#### Assignment
Output verbatim the line with "state.manager.cancel_analysis(id).await?;" together with every line beneath it, ending at the last line of the entries.

#### Available records
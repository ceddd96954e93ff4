//! Handlers for creative asset endpoints.
//!
//! Submission, retrieval, querying, re-analysis, and cancellation of
//! in-flight analysis.

use axum::extract::{Path, Query, State};
use axum::http::StatusCode;
use axum::Json;
use serde::Deserialize;

use adlens_core::entities::{AssetDraft, AssetKind, AssetStatus, CreativeAsset, Platform};
use adlens_core::query::{AssetFilter, SortKey, SortOrder};
use adlens_core::types::EntityId;
use adlens_engine::query::query_assets;

use crate::error::{AppError, AppResult};
use crate::response::DataResponse;
use crate::state::AppState;

/// Query parameters for `GET /assets`.
#[derive(Debug, Deserialize)]
pub struct AssetListParams {
    pub status: Option<AssetStatus>,
    pub platform: Option<Platform>,
    pub kind: Option<AssetKind>,
    /// Case-insensitive substring match on the asset name.
    pub name_contains: Option<String>,
    pub sort_by: Option<SortKey>,
    /// Sort direction; defaults to ascending when `sort_by` is present.
    pub order: Option<SortOrder>,
}

impl AssetListParams {
    fn filter(&self) -> AssetFilter {
        AssetFilter {
            status: self.status,
            platform: self.platform,
            kind: self.kind,
            name_contains: self.name_contains.clone(),
        }
    }

    fn sort(&self) -> Option<(SortKey, SortOrder)> {
        self.sort_by
            .map(|key| (key, self.order.unwrap_or(SortOrder::Asc)))
    }
}

/// POST /api/v1/assets
///
/// Validate and create a new asset; analysis is enqueued out-of-band, so
/// the response carries the asset still in `pending_analysis`.
pub async fn submit_asset(
    State(state): State<AppState>,
    Json(draft): Json<AssetDraft>,
) -> AppResult<(StatusCode, Json<DataResponse<CreativeAsset>>)> {
    let asset = state.manager.submit_asset(draft).await?;
    Ok((StatusCode::CREATED, Json(DataResponse::new(asset))))
}

/// GET /api/v1/assets
///
/// Filtered, optionally sorted snapshot of all assets.
pub async fn list_assets(
    State(state): State<AppState>,
    Query(params): Query<AssetListParams>,
) -> AppResult<Json<DataResponse<Vec<CreativeAsset>>>> {
    let assets = query_assets(state.manager.store(), &params.filter(), params.sort()).await;
    Ok(Json(DataResponse::new(assets)))
}

/// GET /api/v1/assets/{id}
pub async fn get_asset(
    State(state): State<AppState>,
    Path(id): Path<EntityId>,
) -> AppResult<Json<DataResponse<CreativeAsset>>> {
    let asset = state
        .manager
        .store()
        .get_asset(id)
        .await
        .ok_or(AppError::Core(adlens_core::error::CoreError::NotFound {
            entity: "asset",
            id,
        }))?;
    Ok(Json(DataResponse::new(asset)))
}

/// POST /api/v1/assets/{id}/reanalyze
///
/// Reset a scored or failed asset to `pending_analysis` and re-enqueue it.
pub async fn reanalyze_asset(
    State(state): State<AppState>,
    Path(id): Path<EntityId>,
) -> AppResult<Json<DataResponse<CreativeAsset>>> {
    let asset = state.manager.reanalyze(id).await?;
    Ok(Json(DataResponse::new(asset)))
}

/// POST /api/v1/assets/{id}/cancel
///
/// Cancel the in-flight analysis for an asset. The asset lands in `failed`
/// with a cancellation reason once the task observes the token.
pub async fn cancel_analysis(
    State(state): State<AppState>,
    Path(id): Path<EntityId>,
) -> AppResult<Json<DataResponse<serde_json::Value>>> {
    state.manager.cancel_analysis(id).await?;
    Ok(Json(DataResponse::new(
        serde_json::json!({ "cancelled": true }),
    )))
}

#### Answer box
    state.manager.cancel_analysis(id).await?;
    Ok(Json(DataResponse::new(
        serde_json::json!({ "cancelled": true }),
    )))
}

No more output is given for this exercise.